At an estimated cost of C$100m ($73.4m), construction is set to begin in early 2024 with a likely opening in 2027. “I’m Swiss. I like to be on time and budget,” Jost says.
Exterior rendering of the Art Gallery of Ontario from Dundas Street West and McCaul Street. Rendering courtesy of AGO, Diamond Schmitt, Selldorf Architects, Two Row Architect and Play-Time
The latest expansion, the seventh in gallery history, will be helped immensely by Reiss’s C$35m ($25.7m) gift, among the largest in AGO history. The last major upgrade was in 2008, when Toronto-born architect Frank Gehry put a new face on the 123-year-old institution. The gallery did share its plans with him; one of the architects—Annabelle Selldorf—worked with Gehry on another project, the Luma Arles tower in the south of France.
Dani Reiss, an avid art collector in his late 40s, is chairman and chief executive of Canada Goose, a Canadian holding company of winter clothing manufacturers, producing jackets, parkas, vests, hats, gloves and the like. Fittingly, the announcement came during a wintery week in Toronto. Jost calls Reiss’s sponsorship “the first major move of this generation philanthropically”.
The Reiss Modern and Contemporary Gallery will be perched a story above the AGO’s existing loading dock in Grange Park, between the gallery and the Will Alsop-designed OCAD University (formerly the Ontario College of Art and Design). The new space will connect to the AGO’s existing galleries from four locations, a plus for even regular visitors, as such vast art museums can be difficult to negotiate.

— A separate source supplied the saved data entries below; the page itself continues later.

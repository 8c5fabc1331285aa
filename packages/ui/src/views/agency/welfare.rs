use api::models::{SchemeDraft, SchemeFilter};
use api::{Access, Role};
use dioxus::prelude::*;

use crate::auth::use_client;
use crate::banner::{use_banner, BannerView};
use crate::form::Field;
use crate::records::{use_records, Notice};
use crate::views::ModalOverlay;

const ACCESS: Access = Access::agency(Role::WelfareScheme);

/// The search box also narrows the loaded rows, whether or not the backend
/// honoured `scheme_name`.
fn scheme_filter(search: &str, by_deadline: bool) -> SchemeFilter {
    SchemeFilter {
        name: search.to_string(),
        by_deadline,
    }
}

#[component]
pub fn AgencyWelfare() -> Element {
    let client = use_client();
    let mut banner = use_banner();

    let mut search = use_signal(String::new);
    let mut by_deadline = use_signal(|| false);

    let mut creating = use_signal(|| false);
    let mut name = use_signal(String::new);
    let mut description = use_signal(String::new);
    let mut deadline = use_signal(String::new);

    let records = use_records(ACCESS, banner, move |client| {
        let search = search();
        async move { client.agency().welfare_schemes(&search).await }
    });

    let rows = scheme_filter(&search(), by_deadline()).apply(&records.rows());

    let save = {
        let client = client.clone();
        move |evt: FormEvent| {
            evt.prevent_default();
            let draft = SchemeDraft {
                name: name().trim().to_string(),
                description: description().trim().to_string(),
                deadline: deadline(),
            };
            if let Err(message) = draft.validate() {
                banner.error(message);
                return;
            }
            creating.set(false);
            name.set(String::new());
            description.set(String::new());
            deadline.set(String::new());
            let client = client.clone();
            records.mutate(banner, "Welfare scheme created.", async move {
                client.agency().create_scheme(&draft).await
            });
        }
    };

    let delete = move |scheme_id: i64| {
        let client = client.clone();
        records.mutate(banner, "Welfare scheme deleted.", async move {
            client.agency().delete_scheme(scheme_id).await
        });
    };

    rsx! {
        div {
            class: "view-page",
            h1 { class: "view-title", "Welfare Schemes" }
            BannerView { banner }

            div {
                class: "toolbar",
                input {
                    class: "search",
                    placeholder: "Search by scheme name",
                    value: "{search}",
                    oninput: move |evt: FormEvent| search.set(evt.value()),
                }
                label {
                    class: "checkbox",
                    input {
                        r#type: "checkbox",
                        checked: by_deadline(),
                        onchange: move |evt: FormEvent| by_deadline.set(evt.checked()),
                    }
                    "Sort by deadline"
                }
                button {
                    class: "btn btn-primary",
                    onclick: move |_| creating.set(true),
                    "New Scheme"
                }
            }

            if let Some(text) = records.notice() {
                Notice { text }
            } else {
                table {
                    class: "data-table",
                    thead {
                        tr {
                            th { "Scheme" }
                            th { "Description" }
                            th { "Deadline" }
                            th {}
                        }
                    }
                    tbody {
                        for scheme in rows {
                            tr {
                                key: "{scheme.id}",
                                td { "{scheme.name}" }
                                td { "{scheme.description}" }
                                td { "{scheme.deadline}" }
                                td {
                                    button {
                                        class: "btn btn-danger",
                                        onclick: {
                                            let delete = delete.clone();
                                            move |_| delete(scheme.id)
                                        },
                                        "Delete"
                                    }
                                }
                            }
                        }
                    }
                }
            }

            if creating() {
                ModalOverlay {
                    title: "New Welfare Scheme",
                    on_close: move |_| creating.set(false),
                    form {
                        class: "modal-form",
                        onsubmit: save,
                        Field { label: "Scheme name", value: name }
                        Field { label: "Description", value: description }
                        Field { label: "Application deadline", value: deadline, r#type: "date" }
                        button { class: "btn btn-primary", r#type: "submit", "Create" }
                    }
                }
            }
        }
    }
}

#[cfg(test)]
mod tests {
    use api::models::WelfareScheme;

    use super::*;

    fn scheme(id: i64, name: &str, deadline: &str) -> WelfareScheme {
        WelfareScheme {
            id,
            name: name.to_string(),
            deadline: deadline.to_string(),
            ..WelfareScheme::default()
        }
    }

    #[test]
    fn test_search_narrows_loaded_schemes() {
        let rows = vec![
            scheme(1, "Health Insurance", "2025-12-31"),
            scheme(2, "Educational Grant", "2025-06-30"),
        ];
        let shown: Vec<String> = scheme_filter("health", false)
            .apply(&rows)
            .into_iter()
            .map(|s| s.name)
            .collect();
        assert_eq!(shown, vec!["Health Insurance".to_string()]);

        let ids: Vec<i64> = scheme_filter("  ", true).apply(&rows).iter().map(|s| s.id).collect();
        assert_eq!(ids, vec![2, 1]);
    }
}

Interior rendering of the future sixth floor galleries at the Art Gallery of Ontario. Rendering courtesy AGO, Diamond Schmitt, Selldorf Architects, Two Row Architect
Donald Schmitt, principal at architecture firm Diamond Schmitt, talked of furthering “the museum’s role as a cultural anchor of the city”, while Selldorf touched on the need to provide “beautiful, well-proportioned flexible galleries that will welcome the public and allow them to experience the AGO’s far-ranging collection in new and engaging ways”.
“The design integrates craft, cultural narratives and the values of Indigenous peoples that can contribute to a curriculum of learning, sharing, healing and celebrating,” Porter says, adding, “Kudos to the AGO.”